Reading about suffering was difficult. The titular short story in Alberto Méndez’s The Blind Sunflowers left a lasting impression on the students, who could sense Ricardo’s fear and frustration living sequestered in a closet as a topo—a person who hid from Francoist repression during the postwar years. While I was hesitant to include this text in the course, my students were more than willing to engage with unsettling stories like these in thoughtful discussions and group videos. As the pandemic rages on, Méndez’s stories help us recognize human perseverance and the daily challenges of life in isolation. His close-up views of life in postwar Spain gave us an opportunity to reflect on our own quarantine routines and efforts to keep our communities and loved ones safe. My students also enjoyed watching Luis Lucia’s 1961 musical film An Angel Has Arrived and discussing folklore and child stars. We thought critically about how Marisol, the film’s young protagonist, teaches her family members how to be productive members of Francoist society using catchy flamenco inspired songs and dances. My favorite question from a lesson check was asking students to share how they would direct a movie representing the ghosts of the war and dictatorship. They not only had great ideas for plots and settings, but they also practiced using a range of Spanish vocabulary and grammar.

In addition to introducing students to the major actors and events of the Spanish Civil War and dictatorship, I also wanted them to visualize daily life under the Franco regime. In my lectures, I focused on details like the poor quality of the soup Andrea, the main character in Laforet’s novel during the “hunger years,” eats at a restaurant. Apparently mundane details like these, I tell my students, prove especially important for uncovering lives and works excluded from dominant historical and cultural narratives—including women and members of the LGBTQ community.

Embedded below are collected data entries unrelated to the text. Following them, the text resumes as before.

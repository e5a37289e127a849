//! `spacecat`: binary entry point.
//!
//! Startup sequence:
//! 1. Load and validate [`Config`] from environment variables.
//! 2. Initialise structured JSON logging.
//! 3. Load the TLS identity.
//! 4. Build the router: upload guards, then the in-memory capsule.
//! 5. Serve until Ctrl-C.

use anyhow::Result;
use tokio_util::sync::CancellationToken;
use tracing::{info, warn};

use spacecat::capsule::Capsule;
use spacecat::config::Config;
use spacecat::server::{require_cert_fingerprint, require_token, titan_only, tls, GeminiServer};
use spacecat::{telemetry, Router};

#[tokio::main]
async fn main() -> Result<()> {
    // -----------------------------------------------------------------------
    // 1. Configuration
    // -----------------------------------------------------------------------
    let cfg = Config::from_env().map_err(|e| {
        // Telemetry is not yet up; write to stderr directly.
        eprintln!("ERROR: configuration invalid: {e:#}");
        e
    })?;

    // -----------------------------------------------------------------------
    // 2. Telemetry
    // -----------------------------------------------------------------------
    telemetry::init(&cfg.log_level)?;
    info!(
        version = env!("CARGO_PKG_VERSION"),
        listen_port = cfg.listen_port,
        "spacecat starting"
    );

    // -----------------------------------------------------------------------
    // 3. TLS
    // -----------------------------------------------------------------------
    let tls_config = tls::load_server_config(cfg.tls_cert_path(), cfg.tls_key_path())?;

    // -----------------------------------------------------------------------
    // 4. Routes
    // -----------------------------------------------------------------------
    let mut router = Router::new();
    if let Some(token) = cfg.titan_token() {
        router.use_all(require_token(token));
        info!("titan uploads require a token");
    }
    if let Some(fingerprint) = cfg.titan_fingerprint() {
        router.use_all(titan_only(require_cert_fingerprint(fingerprint)));
        info!(fingerprint, "titan uploads pinned to a client certificate");
    }
    if cfg.titan_token().is_none() && cfg.titan_fingerprint().is_none() {
        warn!("titan uploads are open to every client");
    }
    Capsule::with_max_bytes(cfg.capsule_max_bytes).mount(&mut router)?;

    // -----------------------------------------------------------------------
    // 5. Server
    // -----------------------------------------------------------------------
    let shutdown = CancellationToken::new();
    let signal = shutdown.clone();
    tokio::spawn(async move {
        if tokio::signal::ctrl_c().await.is_ok() {
            info!("shutdown requested");
        }
        signal.cancel();
    });

    GeminiServer::new(tls_config, router)
        .with_limits(cfg.limits())
        .listen(cfg.listen_port, shutdown)
        .await
}
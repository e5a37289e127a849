//! Structured logging setup.
//!
//! # Telemetry invariants
//!
//! - Titan tokens and upload bodies never appear in any log field.
//! - Log level is configurable via `LOG_LEVEL` (default: `info`); `RUST_LOG`
//!   takes precedence when set.

pub mod init;

pub use init::init;
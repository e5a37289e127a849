//! [`Capsule`]: an in-memory site that can be edited over Titan.
//!
//! A Titan upload to any path stores the body (and its mime type) under that
//! path and redirects the client to the `gemini://` URL of the new page.
//! Gemini requests serve stored pages; `/` falls back to an index of every
//! stored path when no page has been uploaded there. A directory path ending
//! in `/` serves its `index.gmi`.
//!
//! [`CREATE_PATH`] creates a page whose path the client does not know in
//! advance:
//! 1. `gemini://host/new` asks for a file path (`10 Enter a file path.`).
//! 2. `gemini://host/new?notes/today.gmi` redirects to the same URL over `titan://`.
//! 3. The Titan upload to `titan://host/new?notes/today.gmi` is stored under
//!    `/notes/today.gmi` and the client is sent to `gemini://host/notes/today.gmi`.
//!
//! The store holds at most [`Capsule::max_bytes`] of page bodies. An upload
//! that would overflow it is refused with `50` before its body is read.

use std::collections::BTreeMap;
use std::fmt::Write as _;
use std::sync::Arc;

use anyhow::{anyhow, Context};
use bytes::Bytes;
use protocol::Status;
use tokio::sync::RwLock;
use tracing::{info, warn};
use url::Url;

use crate::server::pattern::{PatternError, WILDCARD};
use crate::server::{handler, HandlerResult, Request, Response, Router};

/// Default budget for stored page bodies (64 MiB).
pub const DEFAULT_MAX_BYTES: u64 = 64 * 1024 * 1024;

/// Path of the page-creation flow.
pub const CREATE_PATH: &str = "/new";

const INDEX_FILE: &str = "index.gmi";

/// A stored document.
#[derive(Debug, Clone, PartialEq, Eq)]
pub struct Page {
    pub mime: String,
    pub body: Bytes,
}

#[derive(Debug, Default)]
struct Store {
    pages: BTreeMap<String, Page>,
    bytes: u64,
}

impl Store {
    /// Bytes held once `path` is replaced by a body of `size` bytes.
    fn bytes_after(&self, path: &str, size: u64) -> u64 {
        let replaced = self.pages.get(path).map_or(0, |p| p.body.len() as u64);
        self.bytes - replaced + size
    }

    fn insert(&mut self, path: String, page: Page) {
        self.bytes += page.body.len() as u64;
        if let Some(old) = self.pages.insert(path, page) {
            self.bytes -= old.body.len() as u64;
        }
    }
}

/// Shared page store, keyed by request path.
#[derive(Clone, Debug)]
pub struct Capsule {
    store: Arc<RwLock<Store>>,
    max_bytes: u64,
}

impl Default for Capsule {
    fn default() -> Self {
        Self::with_max_bytes(DEFAULT_MAX_BYTES)
    }
}

impl Capsule {
    pub fn new() -> Self {
        Self::default()
    }

    /// An empty capsule holding at most `max_bytes` of page bodies.
    pub fn with_max_bytes(max_bytes: u64) -> Self {
        Self {
            store: Arc::new(RwLock::new(Store::default())),
            max_bytes,
        }
    }

    pub fn max_bytes(&self) -> u64 {
        self.max_bytes
    }

    /// Register the page-creation, upload (Titan) and serving (Gemini) routes on `router`.
    ///
    /// # Errors
    ///
    /// Never fails in practice; the patterns are fixed and always compile.
    pub fn mount(&self, router: &mut Router) -> Result<(), PatternError> {
        let creator = self.clone();
        router.use_at(
            CREATE_PATH,
            handler(move |req| {
                let creator = creator.clone();
                Box::pin(async move { creator.create(req).await })
            }),
        )?;

        let uploads = self.clone();
        router.put(
            WILDCARD,
            handler(move |req| {
                let uploads = uploads.clone();
                Box::pin(async move { uploads.upload(req).await })
            }),
        )?;

        let pages = self.clone();
        router.get(
            WILDCARD,
            handler(move |req| {
                let pages = pages.clone();
                Box::pin(async move { pages.serve(req).await })
            }),
        )?;
        Ok(())
    }

    /// Number of stored pages.
    pub async fn len(&self) -> usize {
        self.store.read().await.pages.len()
    }

    pub async fn is_empty(&self) -> bool {
        self.store.read().await.pages.is_empty()
    }

    /// Total bytes of stored page bodies.
    pub async fn bytes(&self) -> u64 {
        self.store.read().await.bytes
    }

    pub async fn page(&self, path: &str) -> Option<Page> {
        self.store.read().await.pages.get(path).cloned()
    }

    async fn create(&self, req: &mut Request) -> HandlerResult {
        let Some(query) = req.query() else {
            return Ok(Some(Response::request_input("Enter a file path.")));
        };
        let Some(path) = sanitize_path(query) else {
            return Ok(Some(Response::request_input("Enter a file path.")));
        };

        if req.titan().is_none() {
            let mut target = req.url().clone();
            target
                .set_scheme("titan")
                .map_err(|()| anyhow!("cannot rewrite {target} as a titan URL"))?;
            return Ok(Some(Response::redirect(target)));
        }

        if let Some(refused) = self.store_upload(req, path.clone()).await? {
            return Ok(Some(refused));
        }

        // `notes/index.gmi` is served as `notes/`.
        let shown = match path.strip_suffix(INDEX_FILE) {
            Some(dir) if dir.ends_with('/') => dir.to_owned(),
            _ => path,
        };
        let mut target = req.url().clone();
        target.set_path(&shown);
        gemini_redirect(target)
    }

    async fn upload(&self, req: &mut Request) -> HandlerResult {
        let path = req.path().to_owned();
        if let Some(refused) = self.store_upload(req, path).await? {
            return Ok(Some(refused));
        }
        gemini_redirect(req.url().clone())
    }

    /// Read the upload body of `req` and store it under `path`.
    ///
    /// Returns the refusal to send instead when the page would not fit.
    async fn store_upload(
        &self,
        req: &mut Request,
        path: String,
    ) -> anyhow::Result<Option<Response>> {
        let Some(upload) = req.titan_mut() else {
            return Ok(None);
        };
        if !self.fits(&*self.store.read().await, &path, upload.size()) {
            return Ok(Some(self.full(&path, upload.size())));
        }

        let mime = upload.mime().to_owned();
        let body = upload
            .body_mut()
            .collect()
            .await
            .context("failed to read upload body")?;
        let size = body.len() as u64;

        // Other uploads may have landed while the body was read.
        let mut store = self.store.write().await;
        if !self.fits(&store, &path, size) {
            return Ok(Some(self.full(&path, size)));
        }
        info!(path = %path, size, mime = %mime, "page stored");
        store.insert(path, Page { mime, body });
        Ok(None)
    }

    fn fits(&self, store: &Store, path: &str, size: u64) -> bool {
        store.bytes_after(path, size) <= self.max_bytes
    }

    fn full(&self, path: &str, size: u64) -> Response {
        warn!(path = %path, size, max_bytes = self.max_bytes, "capsule full, upload refused");
        Response::status(Status::PermanentFailure, "Capsule is full.")
    }

    async fn serve(&self, req: &Request) -> HandlerResult {
        let store = self.store.read().await;
        let path = req.path();
        let page = match store.pages.get(path) {
            Some(page) => Some(page),
            None if path.ends_with('/') => store.pages.get(&format!("{path}{INDEX_FILE}")),
            None => None,
        };
        if let Some(page) = page {
            return Ok(Some(Response::send_with_mime(
                page.body.clone(),
                page.mime.clone(),
            )));
        }
        if path == "/" {
            return Ok(Some(Response::send(index(&store.pages))));
        }
        Ok(None)
    }
}

/// Redirect to `target` over `gemini://`, without query or fragment.
fn gemini_redirect(mut target: Url) -> HandlerResult {
    target
        .set_scheme("gemini")
        .map_err(|()| anyhow!("cannot rewrite {target} as a gemini URL"))?;
    target.set_query(None);
    target.set_fragment(None);
    Ok(Some(Response::redirect(target)))
}

/// Turn a client-supplied file path into a store key: `.`, `..` and empty
/// segments are dropped. `None` when nothing is left.
fn sanitize_path(raw: &str) -> Option<String> {
    let segments: Vec<&str> = raw
        .split('/')
        .filter(|s| !s.is_empty() && *s != "." && *s != "..")
        .collect();
    if segments.is_empty() {
        return None;
    }
    Some(format!("/{}", segments.join("/")))
}

fn index(pages: &BTreeMap<String, Page>) -> String {
    let mut out = String::from("# spacecat\n\n");
    let _ = writeln!(out, "=> {CREATE_PATH} Create a page\n");
    if pages.is_empty() {
        out.push_str("Nothing here yet. Upload a page with Titan to any path.\n");
        return out;
    }
    for (path, page) in pages {
        let _ = writeln!(out, "=> {path} {path} ({}, {} bytes)", page.mime, page.body.len());
    }
    out
}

Since we didn’t have regularly scheduled class meetings, I met students in small group “coffee talks” to see how they were responding to course topics in real time. It turned out they were connecting what they learned in other Spanish or history classes with the context of the Spanish Civil War and dictatorship. (In fact, I ended up learning more about international politics and diplomacy from them!)

Teaching an upper-level class online was a lot of work for instructors and students alike. The amount of material was ambitious, and the lack of regular meetings made it difficult for students to pace their reading and viewing of the course materials. For the second half of the semester, we decided to adjust the workload to give students more time to develop their final paper. While not everyone read and watched the entirety of the texts on the syllabus, my students were able to approach each lesson with empathy for characters who, like them, were navigating life on the cusp of adulthood. Just as those in Spain assumed that the war would be over by Christmas of 1936, so too did students expect the pandemic to be a distant memory by 2021. The greatest lesson learned from teaching during the pandemic is that we have the tools to represent and participate in the history unfolding around us daily in our art and activism.

Angela Acosta is a Ph.D. Candidate in Iberian Studies and Graduate Teaching Associate at The Ohio State University.